Diagnosing PAD begins with a medical history and physical exam. In the exam, your doctor can do a simple test called the ABI (ankle brachial index).

After that, other tests may be done. They include:

  • Colour Doppler
  • CT angiogram (CTA)
  • Magnetic resonance angiogram (MRA)
  • Catheter angiogram (DSA)

Most people with PAD can be treated with lifestyle changes, medicines, endovascular treatment or rarely bypass surgery.

Lifestyle changes to lower your risk include:

  • Stopping smoking (smokers are 4 times more likely to get PAD and have symptoms of PAD than nonsmokers.)
  • Controlling diabetes
  • Controlling blood pressure
  • Being physically active (including a supervised exercise program)
  • Eating a diet low in fat.

Drug treatment includes:

  • Antiplatelet agents to prevent blood clots
  • Cholesterol-lowering medicine (statins)
  • High blood pressure medicine

Endovascular treatment includes:

Angioplasty and Stenting: Angioplasty is a non-surgical procedure that widens narrowed or blocked arteries. A thin tube (catheter) with a deflated balloon on its tip is passed into the narrowed artery segment. Then the balloon is inflated. This pushes open the narrowed segment. Then the balloon is deflated and the catheter is withdrawn. Often a stent (a wire mesh tube) is placed in the narrowed artery with a catheter. There the stent expands and locks open. It stays in that spot, keeping the diseased artery open.

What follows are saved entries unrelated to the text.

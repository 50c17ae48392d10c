//! Identity carried inside backend-issued access tokens.

use serde::{Deserialize, Serialize};
use serde_with::{serde_as, DisplayFromStr};

pub use crate::entities::users::Role;

/// Who a token is being issued for. The timestamps are added at signing time.
#[derive(Debug, Clone, PartialEq, Eq)]
pub struct TokenSubject {
    pub id: i64,
    pub email: String,
    pub role: Role,
}

/// Claims included in our access tokens.
///
/// `sub` is the account id, rendered as a string on the wire as JWT expects.
/// The role recorded here is informational; the gate always re-reads the
/// account and authorizes against its current role.
#[serde_as]
#[derive(Debug, Clone, PartialEq, Eq, Serialize, Deserialize)]
pub struct IdentityClaim {
    #[serde_as(as = "DisplayFromStr")]
    pub sub: i64,
    pub email: String,
    pub role: Role,
    /// Issued-at (seconds since epoch)
    pub iat: i64,
    /// Expiry (seconds since epoch)
    pub exp: i64,
}

impl IdentityClaim {
    pub fn account_id(&self) -> i64 {
        self.sub
    }
}
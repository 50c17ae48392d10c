use std::future::Future;
use std::ops::{Deref, DerefMut};
use std::pin::Pin;

use actix_web::dev::Payload;
use actix_web::{web, FromRequest, HttpMessage, HttpRequest};
use serde::de::DeserializeOwned;
use serde_json::error::Category;
use tracing::{debug, warn};

use super::current_user::PendingGate;
use crate::error::AppError;
use crate::logging::pii::Redacted;
use crate::trace_ctx;

/// Field-level checks run after a body deserializes.
pub trait Validate {
    fn validate(&self) -> Result<(), AppError> {
        Ok(())
    }
}

/// JSON body extractor: malformed JSON and failed [`Validate`] checks both
/// come back as a 400 envelope instead of actix's plain-text error.
///
/// Declared after `Authorized`/`CurrentUser`, a body error is only reported
/// once the gate has passed; a 401/403 always wins over a 400.
#[derive(Debug)]
pub struct ValidatedJson<T>(pub T);

impl<T> ValidatedJson<T> {
    pub fn into_inner(self) -> T {
        self.0
    }
}

impl<T> Deref for ValidatedJson<T> {
    type Target = T;

    fn deref(&self) -> &Self::Target {
        &self.0
    }
}

impl<T> DerefMut for ValidatedJson<T> {
    fn deref_mut(&mut self) -> &mut Self::Target {
        &mut self.0
    }
}

impl<T> FromRequest for ValidatedJson<T>
where
    T: DeserializeOwned + Validate + 'static,
{
    type Error = AppError;
    type Future = Pin<Box<dyn Future<Output = Result<Self, Self::Error>>>>;

    fn from_request(req: &HttpRequest, payload: &mut Payload) -> Self::Future {
        let body = web::Bytes::from_request(req, payload);
        let gate = req.extensions().get::<PendingGate>().cloned();

        Box::pin(async move {
            match read_body::<T>(body).await {
                Ok(parsed) => Ok(ValidatedJson(parsed)),
                Err(body_err) => {
                    if let Some(PendingGate(gate)) = gate {
                        gate.await?;
                    }
                    Err(body_err)
                }
            }
        })
    }
}

async fn read_body<T>(body: <web::Bytes as FromRequest>::Future) -> Result<T, AppError>
where
    T: DeserializeOwned + Validate,
{
    let trace_id = trace_ctx::trace_id();

    let body = body.await.map_err(|e| {
        warn!(trace_id = %trace_id, error = %e, "Failed to read request body");
        AppError::bad_request("Failed to read request body")
    })?;

    let parsed = serde_json::from_slice::<T>(&body).map_err(|e| {
        debug!(
            trace_id = %trace_id,
            error = %Redacted(&e.to_string()),
            body_size = body.len(),
            "JSON parsing failed"
        );
        AppError::bad_request(classify_json_error(&e))
    })?;

    parsed.validate()?;
    Ok(parsed)
}

/// Client-safe summary of a serde_json failure.
fn classify_json_error(error: &serde_json::Error) -> String {
    match error.classify() {
        Category::Syntax => format!("Invalid JSON at line {}", error.line()),
        Category::Eof => "Invalid JSON: unexpected end of input".to_string(),
        Category::Data => "Invalid JSON: missing or wrong-typed fields".to_string(),
        Category::Io => "Invalid JSON: could not read body".to_string(),
    }
}

#[cfg(test)]
mod tests {
    use actix_web::test::TestRequest;
    use futures_util::FutureExt;
    use serde::Deserialize;

    use super::*;
    use crate::auth::claims::Role;
    use crate::auth::gate::AuthenticatedUser;

    #[derive(Debug, Deserialize)]
    struct Donation {
        amount: i64,
    }

    impl Validate for Donation {
        fn validate(&self) -> Result<(), AppError> {
            if self.amount <= 0 {
                return Err(AppError::invalid("Amount must be greater than zero"));
            }
            Ok(())
        }
    }

    async fn extract(body: &'static str) -> Result<ValidatedJson<Donation>, AppError> {
        let (req, mut payload) = TestRequest::post()
            .insert_header(("content-type", "application/json"))
            .set_payload(body)
            .to_http_parts();
        ValidatedJson::<Donation>::from_request(&req, &mut payload).await
    }

    #[actix_web::test]
    async fn valid_body_passes() {
        let json = extract(r#"{"amount": 50000}"#).await.unwrap();
        assert_eq!(json.amount, 50000);
    }

    #[actix_web::test]
    async fn syntax_error_is_400() {
        let err = extract(r#"{"amount": }"#).await.unwrap_err();
        assert!(matches!(err, AppError::BadRequest { .. }));
        assert!(err.client_message().contains("Invalid JSON"));
    }

    #[actix_web::test]
    async fn wrong_type_is_400() {
        let err = extract(r#"{"amount": "lots"}"#).await.unwrap_err();
        assert!(err.client_message().contains("wrong-typed"));
    }

    #[actix_web::test]
    async fn validation_runs_after_parse() {
        let err = extract(r#"{"amount": 0}"#).await.unwrap_err();
        assert!(matches!(err, AppError::Validation { .. }));
    }

    fn gate_that_settles_late(outcome: Result<AuthenticatedUser, AppError>) -> PendingGate {
        PendingGate(
            async move {
                // Still pending when the body is already parsed.
                tokio::task::yield_now().await;
                tokio::task::yield_now().await;
                outcome
            }
            .boxed_local()
            .shared(),
        )
    }

    async fn extract_behind_gate(
        body: &'static str,
        gate: PendingGate,
    ) -> Result<ValidatedJson<Donation>, AppError> {
        let (req, mut payload) = TestRequest::post()
            .insert_header(("content-type", "application/json"))
            .set_payload(body)
            .to_http_parts();
        req.extensions_mut().insert(gate);
        ValidatedJson::<Donation>::from_request(&req, &mut payload).await
    }

    #[actix_web::test]
    async fn auth_failure_wins_over_malformed_body() {
        let gate = gate_that_settles_late(Err(AppError::unauthorized()));
        let err = extract_behind_gate(r#"{"amount": }"#, gate).await.unwrap_err();
        assert!(matches!(err, AppError::Unauthorized));

        let gate = gate_that_settles_late(Err(AppError::forbidden()));
        let err = extract_behind_gate(r#"{"amount": 0}"#, gate).await.unwrap_err();
        assert!(matches!(err, AppError::Forbidden));
    }

    #[actix_web::test]
    async fn body_error_reported_once_gate_passes() {
        let user = AuthenticatedUser {
            id: 1,
            email: "takmir@masjid.test".into(),
            name: "Takmir".into(),
            role: Role::Admin,
        };
        let err = extract_behind_gate(r#"{"amount": }"#, gate_that_settles_late(Ok(user.clone())))
            .await
            .unwrap_err();
        assert!(matches!(err, AppError::BadRequest { .. }));

        let ok = extract_behind_gate(r#"{"amount": 5}"#, gate_that_settles_late(Ok(user)))
            .await
            .unwrap();
        assert_eq!(ok.amount, 5);
    }

    #[test]
    fn eof_is_classified() {
        let e = serde_json::from_str::<Donation>(r#"{"amount": 1"#).unwrap_err();
        assert!(classify_json_error(&e).contains("unexpected end"));
    }
}
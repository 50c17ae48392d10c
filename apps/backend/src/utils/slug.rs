use unicode_normalization::char::is_combining_mark;
use unicode_normalization::UnicodeNormalization;

pub const MAX_SLUG_LEN: usize = 80;
const FALLBACK_SLUG: &str = "untitled";

/// Lower-case ASCII slug: accents are stripped, every other run of
/// non-alphanumerics becomes a single `-`.
pub fn slugify(input: &str) -> String {
    let mut slug = String::with_capacity(input.len());
    let mut pending_dash = false;

    for c in input.nfkd().filter(|c| !is_combining_mark(*c)) {
        if c.is_ascii_alphanumeric() {
            if pending_dash && !slug.is_empty() {
                slug.push('-');
            }
            pending_dash = false;
            slug.push(c.to_ascii_lowercase());
        } else {
            pending_dash = true;
        }
    }

    if slug.len() > MAX_SLUG_LEN {
        slug.truncate(MAX_SLUG_LEN);
        while slug.ends_with('-') {
            slug.pop();
        }
    }

    if slug.is_empty() {
        FALLBACK_SLUG.to_string()
    } else {
        slug
    }
}

/// `base`, or `base-N` for the smallest N >= 2 not in `taken`.
pub fn unique_slug(base: &str, taken: &[String]) -> String {
    if !taken.iter().any(|s| s == base) {
        return base.to_string();
    }
    (2..)
        .map(|n| format!("{base}-{n}"))
        .find(|candidate| !taken.contains(candidate))
        .unwrap_or_else(|| base.to_string())
}

#[cfg(test)]
mod tests {
    use super::*;

    #[test]
    fn basic_titles() {
        assert_eq!(slugify("Kajian Rutin Ba'da Maghrib"), "kajian-rutin-ba-da-maghrib");
        assert_eq!(slugify("  Idul Fitri 1446 H  "), "idul-fitri-1446-h");
    }

    #[test]
    fn accents_are_stripped() {
        assert_eq!(slugify("Café Ramaḍān"), "cafe-ramadan");
    }

    #[test]
    fn nothing_usable_falls_back() {
        assert_eq!(slugify("!!!"), "untitled");
        assert_eq!(slugify("مسجد"), "untitled");
    }

    #[test]
    fn long_titles_are_cut_cleanly() {
        let slug = slugify(&"word ".repeat(40));
        assert!(slug.len() <= MAX_SLUG_LEN);
        assert!(!slug.ends_with('-'));
    }

    #[test]
    fn suffixes_skip_taken() {
        assert_eq!(unique_slug("infaq", &[]), "infaq");
        let taken = vec!["infaq".to_string(), "infaq-2".to_string()];
        assert_eq!(unique_slug("infaq", &taken), "infaq-3");
    }
}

The Endovascular treatment generally takes few hours in a DSA suit with no scarring. Patients can usually resume normal activities next day with minimal or no pain. The success rate of the Endovascular treatment is high and measurably better than the bypass or vascular surgery.

It has a number of benefits for patients

  1. Rapid relief from symptoms.
  2.  The imaging techniques allow accurate diagnosis and treatment using cutting-edge equipment. Diagnosis is reconfirmed during procedure.
  3. Minimally invasive procedures are performed through a small hole in the skin, minimising the patient’s discomfort and recovery time. There won’t be any scar.
  4. Most procedures can be performed on an outpatient basis or require only a short hospital stay. As interventional procedures tend to require only local anaesthesia, hospital stays are very short, with patients frequently going home the day the procedure is performed.
  5. Patients who undergo IR procedures experience less pain during and after the procedure than patients undergoing surgical procedures. Post-procedural care is provided, along with follow-up imaging to confirm if the treatment has been successful.
  6. Minimal damage to surrounding vital anatomical structures with no significant structural weakness.
  7. No or negligible blood loss. No requirement of blood transfusion.
  8. Return to work and other normal activities usually within the first few days after the procedure.
  9. Low risk compared to surgery. The techniques can be used in very sick patients who are unfit for surgery.
  10. Overall procedure is less expensive than surgery or other alternatives.